### The task
Among the entries below, find the lines with the word "DateTimeWithTimeZone" and copy them.

Saved data entries:
═══

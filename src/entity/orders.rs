use sea_orm::entity::prelude::*;

#[derive(Clone, Debug, PartialEq, DeriveEntityModel)]
#[sea_orm(table_name = "orders")]
pub struct Model {
    #[sea_orm(primary_key, auto_increment = false)]
    pub id: Uuid,
    pub company_id: Uuid,
    pub created_by: Uuid,
    pub order_number: String,
    pub status: String,
    pub stage: String,
    #[sea_orm(column_type = "Decimal(Some((14, 2)))")]
    pub subtotal: Decimal,
    #[sea_orm(column_type = "Decimal(Some((14, 2)))")]
    pub total_discount: Decimal,
    #[sea_orm(column_type = "Decimal(Some((14, 2)))")]
    pub freight: Decimal,
    #[sea_orm(column_type = "Decimal(Some((14, 2)))")]
    pub total: Decimal,
    pub notes: Option<String>,
    pub created_at: DateTimeWithTimeZone,
    pub updated_at: DateTimeWithTimeZone,
}

#[derive(Copy, Clone, Debug, EnumIter, DeriveRelation)]
pub enum Relation {
    #[sea_orm(
        belongs_to = "super::users::Entity",
        from = "Column::CreatedBy",
        to = "super::users::Column::Id"
    )]
    Users,
    #[sea_orm(
        belongs_to = "super::companies::Entity",
        from = "Column::CompanyId",
        to = "super::companies::Column::Id"
    )]
    Companies,
    #[sea_orm(has_many = "super::order_items::Entity")]
    OrderItems,
}

impl Related<super::users::Entity> for Entity {
    fn to() -> RelationDef {
        Relation::Users.def()
    }
}

impl Related<super::companies::Entity> for Entity {
    fn to() -> RelationDef {
        Relation::Companies.def()
    }
}

impl Related<super::order_items::Entity> for Entity {
    fn to() -> RelationDef {
        Relation::OrderItems.def()
    }
}

impl ActiveModelBehavior for ActiveModel {}
use std::sync::Arc;

use crate::{
    config::AppConfig,
    db::OrmConn,
    printing::{DocumentPrinter, PickingListPrinter},
};

#[derive(Clone)]
pub struct AppState {
    pub orm: OrmConn,
    pub config: AppConfig,
    pub printer: Arc<dyn DocumentPrinter>,
}

impl AppState {
    pub fn new(orm: OrmConn, config: AppConfig) -> Self {
        Self {
            orm,
            config,
            printer: Arc::new(PickingListPrinter),
        }
    }

    pub fn with_printer(mut self, printer: Arc<dyn DocumentPrinter>) -> Self {
        self.printer = printer;
        self
    }
}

═══

### Answer to this task
    pub created_at: DateTimeWithTimeZone,
    pub updated_at: DateTimeWithTimeZone,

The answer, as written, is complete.